2023/2024 Research Topics
Across the Burning Sands: Exploring perceptions of the Middle East through popular sheet music
The discovery of Tutankhamun’s tomb in 1922 spurred a flurry of fascination with Middle Eastern history, culture, and art. Even before this monumental discovery, the United States had an unyielding obsession with the Middle East and Asia, featuring exoticized (and often Islamophobic) images of its geography, people, and architecture in popular culture. Since television and cinema hadn’t yet become widely available, this “Egyptomania,” as it was called, was often expressed in the form of sheet music. Come explore over 200 years of music, art, architecture, celebrities, and history through the lens of popular music!

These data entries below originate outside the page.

//! The single-line command format understood by the firmware.
//!
//! A command is a list of coordinates, e.g. `1,4,0;5,2,0;10,10,0`. The
//! components of a coordinate are separated by `,` and the coordinates by `;`.

use crate::point::Coordinate;
use crate::Error;

/// Separator between two coordinates in a command line.
pub const COORDINATE_SEPARATOR: &str = ";";

/// Serialize `coordinates` into one command line.
///
/// The line has no trailing separator and no line terminator; the latter is
/// added by [`crate::port::PortWriter::send_line`].
pub fn format_line(coordinates: &[Coordinate]) -> String {
    coordinates
        .iter()
        .map(Coordinate::to_string)
        .collect::<Vec<_>>()
        .join(COORDINATE_SEPARATOR)
}

/// Parse a command line back into coordinates.
///
/// Every non-empty line of `text` holds one or more coordinates, so both a
/// single command line and a file with one coordinate per line parse. One
/// trailing `;` per line is accepted.
pub fn parse_line(text: &str) -> Result<Vec<Coordinate>, Error> {
    let mut coordinates: Vec<Coordinate> = vec![];

    for line in text.lines() {
        let line = line.trim();
        let line = line.strip_suffix(COORDINATE_SEPARATOR).unwrap_or(line);

        if line.trim().is_empty() {
            continue;
        }

        for triple in line.split(COORDINATE_SEPARATOR) {
            coordinates.push(triple.parse::<Coordinate>()?);
        }
    }

    Ok(coordinates)
}
use std::path;

use svg::node::element::path::Data;
use svg::node::element::Path;
use svg::Document;

use crate::point::Coordinate;
use crate::Error;

/// Margin around the drawing, in the unit of the coordinates.
const MARGIN: f32 = 1.0;

/// Path through the X and Y components of `coordinates`. The Z axis is ignored.
pub fn preview_data(coordinates: &[Coordinate]) -> Data {
    let mut points = coordinates.iter().map(|c| (c.x as f32, c.y as f32));

    let mut data = Data::new();
    if let Some(start) = points.next() {
        data = data.move_to(start);
    }

    points.fold(data, |data, point| data.line_to(point))
}

/// Render the movement through `coordinates` as SVG, mostly useful to check a
/// command before sending it to the device.
pub fn preview(coordinates: &[Coordinate]) -> Document {
    let (min_x, min_y, max_x, max_y) = get_boundaries(coordinates);

    let path = Path::new()
        .set("fill", "none")
        .set("stroke", "black")
        .set("stroke-width", "0.1")
        .set("d", preview_data(coordinates));

    Document::new()
        .set(
            "viewBox",
            (
                min_x - MARGIN,
                min_y - MARGIN,
                max_x - min_x + 2.0 * MARGIN,
                max_y - min_y + 2.0 * MARGIN,
            ),
        )
        .add(path)
}

/// Save the preview of `coordinates` at `output`.
pub fn save(output: &path::Path, coordinates: &[Coordinate]) -> Result<(), Error> {
    svg::save(output, &preview(coordinates)).map_err(|source| Error::Io {
        path: output.to_path_buf(),
        source,
    })
}

/// Return the lowest and highest X and Y as `(min_x, min_y, max_x, max_y)`.
pub fn get_boundaries(coordinates: &[Coordinate]) -> (f32, f32, f32, f32) {
    let mut iter = coordinates.iter().map(|c| (c.x as f32, c.y as f32));
    let Some((x, y)) = iter.next() else {
        return (0.0, 0.0, 0.0, 0.0);
    };

    iter.fold((x, y, x, y), |(min_x, min_y, max_x, max_y), (x, y)| {
        (min_x.min(x), min_y.min(y), max_x.max(x), max_y.max(y))
    })
}

#[cfg(test)]
mod tests {
    use super::*;
    use svg::node::element::path::Command;

    fn square() -> Vec<Coordinate> {
        vec![
            Coordinate::new(0, 0, 1),
            Coordinate::new(10, 0, 1),
            Coordinate::new(10, 10, 1),
            Coordinate::new(0, 10, 1),
            Coordinate::new(0, 0, 0),
        ]
    }

    #[test]
    fn test_preview_data() {
        let data = preview_data(&square());

        assert_eq!(data.len(), 5);
        assert!(matches!(data[0], Command::Move(..)));
        assert!(data[1..].iter().all(|cmd| matches!(cmd, Command::Line(..))));
    }

    #[test]
    fn test_preview_data_empty() {
        assert!(preview_data(&[]).is_empty());
    }

    #[test]
    fn test_get_boundaries() {
        let mut coordinates = square();
        coordinates.push(Coordinate::new(-2, 15, 0));

        assert_eq!(get_boundaries(&coordinates), (-2.0, 0.0, 10.0, 15.0));
        assert_eq!(get_boundaries(&[]), (0.0, 0.0, 0.0, 0.0));
    }

    #[test]
    fn test_preview() {
        let document = preview(&square()).to_string();
        assert!(document.contains("<path"));
        assert!(document.contains("viewBox"));
    }
}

It’s Greek (or German or Latin or Spanish or Italian) to Me
The author Italo Calvino once called the translator his “most important ally” who “introduce[d] [him] to the world.” By translating hitherto untranslated works in German, Latin, Spanish, Italian, or Classical Greek held in Special Collections at Johns Hopkins University, you, too, can introduce readers to the world and be introduced to the libraries at Hopkins in turn. No matter what your interests or intended major may be, your working knowledge of any one of these languages can be applied to translating a host of texts on a variety of subjects that have never been rendered into English.
Special Collections has cookbooks dating back to the 16th century, featuring culinary traditions from around the world. However, cookbooks are far more than just collections of recipes. They can be fascinating agents for social change, works of nationalistic propaganda, and profound documents for cultural memory and identity. From suffragettes using cookbooks to promote voting rights for women to privacy activists publishing recipes from data leaks, the allegedly innocuous cookbook has made the question of “What’s for dinner” fraught with possibilities for centuries! Lettuce guide you on a culinary journey like no other during your first year at JHU.
Investigating Early Student Records
Student records are restricted for the lifetime of the student or eighty years from the last date of attendance. The earliest student files from 1876 to 1943 in the records of the Office of the Registrar (RG-13-010) are therefore open for research. They shed light on university applications and admissions requirements, letters of recommendation, and data collection practices in the late nineteenth and early twentieth centuries. You can explore some of the following questions, or come up with questions of your own:
- How did applications vary among academic groups or fields, and later, Schools, or graduates and undergraduates?
- How did admissions requirements change over time?
- What information was gathered and retained by the university? What information did applicants volunteer?
- What student experiences and achievements were valued?
- What subjects and grades were required or expected in secondary education?
- What was the grading system at the university and how was that information recorded on grade cards or early transcripts?